NI executive called on to support companies affected by Covid certification program
The Northern Ireland executive has been called on to urgently provide financial support to businesses that will be affected by the Covid certification program.
The new Covid measures should be presented to the Assembly on Monday, November 29, with a grace period until December 13, when the regulations will be applied.
The program will require people to show proof of their full immunization status; or a negative result on the lateral flow test within the previous 48 hours; or proof of recovery after a positive PCR test within the previous 30 to 180 days.
The Belfast Chamber has said the new measures will hit some sectors with costs they cannot afford and called on the executive to provide financial support to all who will be affected by the certification program.
Belfast House Chief Executive Simon Hamilton said: “With the executive issuing regulations to introduce ‘COVID passports’ in Northern Ireland, ministers must immediately turn their attention to the need to compensate the companies concerned for the cost that they will now inevitably incur as they implement the certification system.
“The hospitality, leisure and tourism businesses have had an absolutely scorching time over the past 20 months. They are only now starting to restart, but here they are, on the verge of being hit by more measures imposed by the executive that will cost them money they can badly afford.
“Without adequate financial support in place quickly, jobs will be at risk. Indeed, many businesses are already seeing bookings cancellations, so this, and speculation about closures and blockages, is already having a negative effect on trade.
“Much has been said during the debate on ‘covid passports.’ Little has been said, however, about how the companies involved will be able to pay for it or what support Stormont might offer. That needs to change.
“How on earth does the executive think that a company whose restrictions have been closed for months will be able to afford to pay staff to scan people’s covid passports? companies, including a shortage of personnel in the sectors which will have to implement this mechanism, but no financial support is offered, which is simply unacceptable.
‘The Belfast chamber is begging ministers that if their’ COVID passport ‘program is approved by the Assembly and comes into full force in early December, they must find a way to compensate companies so they can continue to trade and keep people in employment. “
Hamilton also said business support “shouldn’t end there”, saying rate support will be vital to ensure some can survive.

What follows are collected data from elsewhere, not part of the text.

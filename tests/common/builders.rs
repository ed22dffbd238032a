use serde_json::{Value, json};

use scenario_codegen::model::request_model::{GenerationRequest, TestCase};
use scenario_codegen::model::step_model::Step;

pub fn step(value: Value) -> Step {
    serde_json::from_value(value).expect("step json")
}

pub fn request(value: Value) -> GenerationRequest {
    serde_json::from_value(value).expect("request json")
}

pub fn test_case(value: Value) -> TestCase {
    serde_json::from_value(value).expect("test case json")
}

/// Method definition the recorder ships for `<kind>_<id>`.
pub fn definition(kind: &str, id: &str) -> String {
    format!(
        "    @allure.step(\"{kind} {id}\")\n    def {kind}_{id}(self):\n        self.do_{kind}_with_healing(self.{id}_locators)"
    )
}

/// A recorded action on an element with selector id `id`, code included.
pub fn action(kind: &str, id: &str) -> Value {
    json!({
        "type": kind,
        "data": { "tag": "button", "selectors": { "id": id } },
        "locators": [format!("(By.ID, \"{}\")", id), format!("(By.NAME, \"{}\")", id)],
        "code": {
            "methodDefinition": definition(kind, id),
            "methodCall": format!("page.{}_{}()", kind, id),
        }
    })
}

/// A visibility assertion usable as a condition.
pub fn visible_check(id: &str) -> Value {
    json!({
        "type": "assert",
        "subType": "assertVisible",
        "data": { "selectors": { "id": id } },
        "locators": [format!("(By.ID, \"{}\")", id)],
        "code": {
            "methodDefinition": format!(
                "    @allure.step(\"check {id}\")\n    def assertVisible_{id}(self):\n        assert self.is_visible_with_healing(self.{id}_locators)"
            ),
            "methodCall": format!("page.assertVisible_{}()", id),
        },
        "booleanCheck": {
            "methodName": "is_visible_with_healing",
            "locatorVarName": format!("{}_locators", id),
        }
    })
}

pub fn conditional(condition: Value, then_steps: Vec<Value>, else_steps: Vec<Value>) -> Value {
    json!({
        "type": "conditional",
        "condition": condition,
        "then_steps": then_steps,
        "else_steps": else_steps,
    })
}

He continued, “The start of the new tariff year is fast approaching and the two-year tariff holiday will come to an end. It is clear that with the slow recovery of businesses facing customers, a further increase in VAT for the hospitality on the horizon, the usual quieter January period looming and with them still affected by executive restrictions, rate support will have to continue. comprehensive could prove to be a tipping point for many companies. ”
Meanwhile, DUP leader Sir Jeffrey Donaldson said his party remained opposed to a certification system, preferring instead an “evidence-based policy”.
The DUP ministers of the Stormont executive voted against Health Minister Robin Swann’s plan for such a program for the hospitality sector.
Speaking to party members on Saturday, Sir Jeffrey said the position is “not because we reject the threat posed by the virus, but because the focus should be on policy and measures based on evidence that will make a real difference “.
Sir Jeffrey also called on Mr Swann to present a long term plan for hospitals, highlighting the impact on bed counts due to pressures in the home care sector.
He said: “Surprisingly, there were 513 people in the Southern Trust alone waiting for a care package.
“It would be safer to pay our home care workers better wages, make careers more attractive and have more caregivers employed than paying huge sums for withdrawal facilities when most patients just want be back in their own bed.
“While the Minister of Health responded to our campaign by announcing a few days ago that he was allocating more money to home care, it will run out in March and will not bring the necessary reform. Our hospitals need a long term plan. “
On Sunday, the deaths of two other patients who had previously tested positive for Covid-19, and 1,405 cases of the virus, were reported in Northern Ireland.